The problem of water and sanitation also underlines class struggles and women’s rights issues faced by many: only 28 percent of the world’s poorest have access to basic toilet facilities, and the burden of collecting and managing water falls largely on the shoulders of the mothers and daughters of rural Africa and Asia.
“[Women] have to make multiple journeys every day to collect water from remote sources which are often unsafe,” said Jamie Bartram, the coordinator for Water, Sanitation, and Health, for WHO. “If it isn’t unsafe where the water is collected, the water is unsafe by the time it gets home,” he added.
In Uganda, where I worked and lived, nearly 43 percent of rural women travel more than 30 minutes from their homes to collect drinking water. Families generally carry one or two 20-liter containers to watering holes, streams, and rivers to collect the day’s water.

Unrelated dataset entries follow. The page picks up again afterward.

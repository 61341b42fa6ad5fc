//! Savitzky–Golay smoothing and differentiation.
//!
//! A polynomial of degree `order` is least-squares fitted to each run of
//! `window` samples. Interior samples use the centred fit; the first and last
//! `window / 2` samples evaluate the fit of the first/last full window at their
//! own position, so polynomials up to `order` pass through exactly, edges included.

use nalgebra::DMatrix;

use crate::error::AppError;

#[derive(Debug, Clone, Copy, PartialEq, Eq)]
pub struct SavitzkyGolay {
    window: usize,
    order: usize,
}

impl SavitzkyGolay {
    pub fn new(window: usize, order: usize) -> Result<Self, AppError> {
        if window % 2 == 0 || window < 3 {
            return Err(AppError::config(format!(
                "Savitzky-Golay window must be odd and >= 3 (got {window})."
            )));
        }
        if order >= window {
            return Err(AppError::config(format!(
                "Savitzky-Golay order {order} must be below the window {window}."
            )));
        }
        Ok(Self { window, order })
    }

    pub fn window(&self) -> usize {
        self.window
    }

    /// Weights that evaluate the `deriv`-th derivative of the window fit at
    /// offset `at` from the window centre (unit sample spacing).
    fn weights(&self, at: f64, deriv: usize) -> Result<Vec<f64>, AppError> {
        let half = (self.window / 2) as f64;
        let p = self.order + 1;
        let design = DMatrix::<f64>::from_fn(self.window, p, |i, k| (i as f64 - half).powi(k as i32));
        let pinv = design
            .pseudo_inverse(1e-12)
            .map_err(|e| AppError::numerical(format!("Savitzky-Golay design is singular: {e}")))?;

        Ok((0..self.window)
            .map(|i| {
                (deriv..p)
                    .map(|k| {
                        let falling: f64 = (k - deriv + 1..=k).map(|v| v as f64).product();
                        pinv[(k, i)] * falling * at.powi((k - deriv) as i32)
                    })
                    .sum()
            })
            .collect())
    }

    /// Smoothed data (`deriv == 0`) or its `deriv`-th derivative for sample spacing `delta`.
    pub fn apply(&self, data: &[f64], deriv: usize, delta: f64) -> Result<Vec<f64>, AppError> {
        let n = data.len();
        if n < self.window {
            return Err(AppError::input(format!(
                "Savitzky-Golay window {} is longer than the data ({n} samples).",
                self.window
            )));
        }
        let half = self.window / 2;
        let scale = delta.powi(deriv as i32);
        let centre = self.weights(0.0, deriv)?;

        let dot = |w: &[f64], start: usize| -> f64 {
            w.iter().zip(&data[start..start + self.window]).map(|(a, b)| a * b).sum::<f64>() / scale
        };

        let mut out = Vec::with_capacity(n);
        for i in 0..n {
            let value = if i < half {
                dot(&self.weights(i as f64 - half as f64, deriv)?, 0)
            } else if i >= n - half {
                let start = n - self.window;
                dot(&self.weights((i - start) as f64 - half as f64, deriv)?, start)
            } else {
                dot(&centre, i - half)
            };
            out.push(value);
        }
        Ok(out)
    }
}

#[cfg(test)]
mod tests {
    use super::*;

    fn cubic(x: f64) -> f64 {
        2.0 + 0.5 * x - 0.1 * x * x + 0.01 * x * x * x
    }

    fn cubic_slope(x: f64) -> f64 {
        0.5 - 0.2 * x + 0.03 * x * x
    }

    #[test]
    fn reproduces_cubic_and_its_derivative_everywhere() {
        let delta = 0.5;
        let x: Vec<f64> = (0..40).map(|i| i as f64 * delta).collect();
        let y: Vec<f64> = x.iter().map(|&v| cubic(v)).collect();
        let sg = SavitzkyGolay::new(13, 3).unwrap();

        let smooth = sg.apply(&y, 0, delta).unwrap();
        let slope = sg.apply(&y, 1, delta).unwrap();
        for (k, &xi) in x.iter().enumerate() {
            assert!((smooth[k] - cubic(xi)).abs() < 1e-9, "smooth at {k}");
            assert!((slope[k] - cubic_slope(xi)).abs() < 1e-9, "slope at {k}");
        }
    }

    #[test]
    fn smoothing_reduces_alternating_noise() {
        let y: Vec<f64> = (0..30).map(|i| if i % 2 == 0 { 1.0 } else { -1.0 }).collect();
        let out = SavitzkyGolay::new(13, 3).unwrap().apply(&y, 0, 1.0).unwrap();
        assert!(out[6..24].iter().all(|v| v.abs() < 0.5));
    }

    #[test]
    fn rejects_bad_shapes() {
        assert!(SavitzkyGolay::new(12, 3).is_err());
        assert!(SavitzkyGolay::new(5, 5).is_err());
        let sg = SavitzkyGolay::new(13, 3).unwrap();
        assert!(matches!(sg.apply(&[1.0; 12], 0, 1.0), Err(AppError::Input(_))));
    }
}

Traveling these distances limits their individual water use often to less than 15 liters per day, below the standards set by WHO to meet basic human needs. In comparison, the average American or European consumes somewhere between 300-400 liters of water per day.
Progress is being made, however, toward reducing the number of people who do not have access to safe drinking water. The JMP anticipates that the world is on track to meet the MDG target for safe drinking water, with the number of people without an improved drinking water source falling below one billion for the first time ever. But more progress needs to be made on the sanitation front.
“The truth is that the sanitation MDG target has been missed, we need now to be looking…beyond 2015. Renewed commitment to go beyond the progress toward the MDGs and actually achieve the vision of the MDGs and go beyond it toward universal progress,” Bartram explained.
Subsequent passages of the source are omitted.